## Directions
For the listing below, return the line containing "let mut tokens = args.split_whitespace();", the line containing "for token in", and all lines in between, exactly as written and nothing else.

## Entries provided
use chrono::NaiveDate;
use rust_decimal::Decimal;

/// A dated income (positive cost) or expense (negative cost) on one account.
#[derive(Debug, Clone, PartialEq)]
pub struct Flow {
    pub id: Option<i64>,
    pub name: String,
    pub cost: Decimal,
    pub category_id: i64,
    pub account_id: i64,
    pub date: NaiveDate,
    /// Currency of `account_id`, filled in when read from the store.
    pub currency: String,
}

impl Flow {
    pub fn new(
        name: String,
        cost: Decimal,
        category_id: i64,
        account_id: i64,
        date: NaiveDate,
    ) -> Self {
        Self {
            id: None,
            name,
            cost,
            category_id,
            account_id,
            date,
            currency: String::new(),
        }
    }

    pub fn is_income(&self) -> bool {
        self.cost > Decimal::ZERO
    }

    pub fn is_expense(&self) -> bool {
        self.cost < Decimal::ZERO
    }

    pub fn abs_cost(&self) -> Decimal {
        self.cost.abs()
    }
}

/// Partial update of a flow; `None` fields are left untouched.
#[derive(Debug, Clone, Default, PartialEq)]
pub struct FlowPatch {
    pub name: Option<String>,
    pub cost: Option<Decimal>,
    pub category_id: Option<i64>,
    pub account_id: Option<i64>,
    pub date: Option<NaiveDate>,
}

impl FlowPatch {
    pub fn is_empty(&self) -> bool {
        self.name.is_none()
            && self.cost.is_none()
            && self.category_id.is_none()
            && self.account_id.is_none()
            && self.date.is_none()
    }
}
fn cmd_stats(_args: &str, app: &mut App, _db: &mut Database) -> anyhow::Result<()> {
    app.screen = Screen::Stats;
    Ok(())
}

fn cmd_help(_args: &str, app: &mut App, _db: &mut Database) -> anyhow::Result<()> {
    app.show_help = true;
    Ok(())
}

fn cmd_account(args: &str, app: &mut App, db: &mut Database) -> anyhow::Result<()> {
    let parts: Vec<&str> = args.split_whitespace().collect();
    if parts.len() < 2 {
        app.set_status("Usage: :account <name> <CUR> [initial balance] [YYYY-MM-DD]");
        return Ok(());
    }

    let name = parts[0];
    let currency = parts[1].to_uppercase();
    if !is_currency_code(&currency) {
        app.set_status(format!("Invalid currency code: {}", parts[1]));
        return Ok(());
    }
    let balance = match parts.get(2) {
        Some(v) => match Decimal::from_str(v) {
            Ok(b) => b,
            Err(_) => {
                app.set_status(format!("Invalid amount: {v}"));
                return Ok(());
            }
        },
        None => Decimal::ZERO,
    };
    let created = match parts.get(3) {
        Some(v) => match parse_day(v) {
            Ok(d) => d,
            Err(e) => {
                app.set_status(e.to_string());
                return Ok(());
            }
        },
        None => app.today,
    };

    let account = BankAccount::new(name.to_string(), &currency, balance, created);
    db.insert_account(&account)?;
    if !app.snapshot.rates.contains(&currency) {
        app.set_status(format!(
            "Created account: {account}. No rate for {currency} yet, try :rates fetch"
        ));
    } else {
        app.set_status(format!("Created account: {account}"));
    }
    app.refresh_all(db)
}

fn cmd_category(args: &str, app: &mut App, db: &mut Database) -> anyhow::Result<()> {
    if args.is_empty() {
        app.set_status("Usage: :category <name>");
        return Ok(());
    }
    db.insert_category(&Category::new(args.to_string()))?;
    app.refresh_all(db)?;
    app.set_status(format!("Created category: {args}"));
    Ok(())
}

/// Flow arguments: `<account> <amount> [YYYY-MM-DD] <name...> [#category]`.
#[derive(Debug, PartialEq)]
pub(crate) struct FlowArgs<'a> {
    pub(crate) account: &'a str,
    pub(crate) cost: Decimal,
    pub(crate) date: Option<NaiveDate>,
    pub(crate) name: String,
    pub(crate) category: Option<&'a str>,
}

pub(crate) fn parse_flow_args(args: &str) -> Result<FlowArgs<'_>, String> {
    const USAGE: &str = "Usage: :flow <account> <amount> [YYYY-MM-DD] <name> [#category]";
    let mut tokens = args.split_whitespace();
    let (Some(account), Some(amount)) = (tokens.next(), tokens.next()) else {
        return Err(USAGE.into());
    };
    let cost = Decimal::from_str(amount).map_err(|_| format!("Invalid amount: {amount}"))?;

    let mut date = None;
    let mut category = None;
    let mut words = Vec::new();
    for token in tokens {
        if let Some(cat) = token.strip_prefix('#') {
            category = Some(cat);
        } else if date.is_none() && words.is_empty() && NaiveDate::parse_from_str(token, DAY_FORMAT).is_ok() {
            date = parse_day(token).ok();
        } else {
            words.push(token);
        }
    }
    if words.is_empty() {
        return Err(USAGE.into());
    }

    Ok(FlowArgs {
        account,
        cost,
        date,
        name: words.join(" "),
        category,
    })
}

fn cmd_flow(args: &str, app: &mut App, db: &mut Database) -> anyhow::Result<()> {
    let parsed = match parse_flow_args(args) {
        Ok(p) => p,
        Err(msg) => {
            app.set_status(msg);
            return Ok(());
        }
    };
    let Some(account) = resolve_account(&app.snapshot.accounts, parsed.account) else {
        app.set_status(format!("Account '{}' not found", parsed.account));
        return Ok(());
    };
    let category_name = parsed.category.unwrap_or("Other");
    let Some(category_id) =
        Category::find_by_name(&app.snapshot.categories, category_name).and_then(|c| c.id)
    else {
        app.set_status(format!("Category '{category_name}' not found"));
        return Ok(());
    };
    let Some(account_id) = account.id else {
        return Ok(());
    };
    let account_label = account.to_string();

    let flow = Flow::new(
        parsed.name.clone(),
        parsed.cost,
        category_id,
        account_id,
        parsed.date.unwrap_or(app.today),
    );
    db.insert_flow(&flow)?;
    app.refresh_all(db)?;
    app.set_status(format!(
        "Added flow: {} {} to {account_label}",
        parsed.name, parsed.cost
    ));
    Ok(())
}
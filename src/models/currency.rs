use std::collections::BTreeMap;

use chrono::NaiveDate;
use rust_decimal::Decimal;

/// All cross-account totals are expressed in this currency.
pub const REFERENCE_CURRENCY: &str = "EUR";

/// Smallest accepted rate (0.0001 units per EUR). Below it, dividing a
/// balance by the rate can leave the decimal range.
pub const MIN_RATE: Decimal = Decimal::from_parts(1, 0, 0, false, 4);

/// Exchange rates against the reference currency.
///
/// A rate is the amount of a currency worth one unit of the reference
/// currency, so `x` units of `C` are `x / rate(C)` in EUR. The reference
/// currency itself is always present with a rate of one.
#[derive(Debug, Clone, PartialEq)]
pub struct CurrencyRates {
    rates: BTreeMap<String, Decimal>,
    published: Option<NaiveDate>,
}

impl Default for CurrencyRates {
    fn default() -> Self {
        Self::new()
    }
}

impl CurrencyRates {
    pub fn new() -> Self {
        let mut rates = BTreeMap::new();
        rates.insert(REFERENCE_CURRENCY.to_string(), Decimal::ONE);
        Self {
            rates,
            published: None,
        }
    }

    pub fn insert(&mut self, code: &str, rate: Decimal) {
        let code = code.trim().to_uppercase();
        if code == REFERENCE_CURRENCY {
            return;
        }
        self.rates.insert(code, rate);
    }

    #[cfg(test)]
    pub fn with_rate(mut self, code: &str, rate: Decimal) -> Self {
        self.insert(code, rate);
        self
    }

    pub fn rate(&self, code: &str) -> Option<Decimal> {
        self.rates.get(code).copied()
    }

    pub fn contains(&self, code: &str) -> bool {
        self.rates.contains_key(code)
    }

    /// Iterate `(code, rate)` pairs in code order, reference currency included.
    pub fn iter(&self) -> impl Iterator<Item = (&str, Decimal)> {
        self.rates.iter().map(|(code, rate)| (code.as_str(), *rate))
    }

    /// Number of currencies besides the reference one.
    pub fn foreign_count(&self) -> usize {
        self.rates.len() - 1
    }

    pub fn published(&self) -> Option<NaiveDate> {
        self.published
    }

    pub fn set_published(&mut self, day: NaiveDate) {
        self.published = Some(day);
    }
}

pub fn is_usable_rate(rate: Decimal) -> bool {
    rate >= MIN_RATE
}

/// ISO 4217 codes are three uppercase ASCII letters.
pub fn is_currency_code(code: &str) -> bool {
    code.len() == 3 && code.bytes().all(|b| b.is_ascii_uppercase())
}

## Answer box
    let mut tokens = args.split_whitespace();
    let (Some(account), Some(amount)) = (tokens.next(), tokens.next()) else {
        return Err(USAGE.into());
    };
    let cost = Decimal::from_str(amount).map_err(|_| format!("Invalid amount: {amount}"))?;

    let mut date = None;
    let mut category = None;
    let mut words = Vec::new();
    for token in tokens {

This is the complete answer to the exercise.